*** Block opens ***
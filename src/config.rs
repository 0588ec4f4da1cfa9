use anyhow::{bail, Result};
use serde::Deserialize;

#[derive(Debug, Deserialize)]
pub struct Config {
    pub service: ServiceConfig,
    pub capture: CaptureConfig,
    pub recorder: RecorderConfig,
    pub transcriber: TranscriberConfig,
    pub storage: StorageConfig,
}

#[derive(Debug, Deserialize)]
pub struct ServiceConfig {
    pub name: String,
    pub http: HttpConfig,
}

#[derive(Debug, Deserialize)]
pub struct HttpConfig {
    pub bind: String,
    pub port: u16,
}

#[derive(Debug, Deserialize)]
pub struct CaptureConfig {
    /// Input device to capture from (e.g. a loopback/monitor device).
    /// Omit to use the platform default.
    pub device: Option<String>,
    pub sample_rate: u32,
    pub channels: u16,
}

#[derive(Debug, Deserialize)]
pub struct RecorderConfig {
    /// Duration of each transcribed segment in milliseconds
    pub chunk_duration_ms: u64,
}

#[derive(Debug, Deserialize)]
pub struct TranscriberConfig {
    pub endpoint: String,
    pub model: String,
    /// Bearer credential for the transcription service.
    /// Overridable via TABSCRIBE__TRANSCRIBER__API_KEY.
    pub api_key: Option<String>,
}

#[derive(Debug, Deserialize)]
pub struct StorageConfig {
    /// Path of the JSON file holding the persisted transcript
    pub path: String,
}

impl Config {
    pub fn load(path: &str) -> Result<Self> {
        let settings = config::Config::builder()
            .add_source(config::File::with_name(path))
            .add_source(config::Environment::with_prefix("TABSCRIBE").separator("__"))
            .build()?;

        Ok(settings.try_deserialize()?)
    }

    /// Bearer credential for the transcription endpoint
    pub fn credential(&self) -> Result<String> {
        match &self.transcriber.api_key {
            Some(key) if !key.trim().is_empty() => Ok(key.clone()),
            _ => bail!(
                "No transcription credential configured \
                (set transcriber.api_key or TABSCRIBE__TRANSCRIBER__API_KEY)"
            ),
        }
    }
}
*** Block closes ***
The material must be transcribed exactly, down to the last line.

filename src/config.rs
repository 0588ec4f4da1cfa9
use anyhow::{bail, Result};
use serde::Deserialize;

#[derive(Debug, Deserialize)]
pub struct Config {
    pub service: ServiceConfig,
    pub capture: CaptureConfig,
    pub recorder: RecorderConfig,
    pub transcriber: TranscriberConfig,
    pub storage: StorageConfig,
}

#[derive(Debug, Deserialize)]
pub struct ServiceConfig {
    pub name: String,
    pub http: HttpConfig,
}

#[derive(Debug, Deserialize)]
pub struct HttpConfig {
    pub bind: String,
    pub port: u16,
}

#[derive(Debug, Deserialize)]
pub struct CaptureConfig {
    /// Input device to capture from (e.g. a loopback/monitor device).
    /// Omit to use the platform default.
    pub device: Option<String>,
    pub sample_rate: u32,
    pub channels: u16,
}

#[derive(Debug, Deserialize)]
pub struct RecorderConfig {
    /// Duration of each transcribed segment in milliseconds
    pub chunk_duration_ms: u64,
}

#[derive(Debug, Deserialize)]
pub struct TranscriberConfig {
    pub endpoint: String,
    pub model: String,
    /// Bearer credential for the transcription service.
    /// Overridable via TABSCRIBE__TRANSCRIBER__API_KEY.
    pub api_key: Option<String>,
}

#[derive(Debug, Deserialize)]
pub struct StorageConfig {
    /// Path of the JSON file holding the persisted transcript
    pub path: String,
}

impl Config {
    pub fn load(path: &str) -> Result<Self> {
        let settings = config::Config::builder()
            .add_source(config::File::with_name(path))
            .add_source(config::Environment::with_prefix("TABSCRIBE").separator("__"))
            .build()?;

        Ok(settings.try_deserialize()?)
    }

    /// Bearer credential for the transcription endpoint
    pub fn credential(&self) -> Result<String> {
        match &self.transcriber.api_key {
            Some(key) if !key.trim().is_empty() => Ok(key.clone()),
            _ => bail!(
                "No transcription credential configured \
                (set transcriber.api_key or TABSCRIBE__TRANSCRIBER__API_KEY)"
            ),
        }
    }
}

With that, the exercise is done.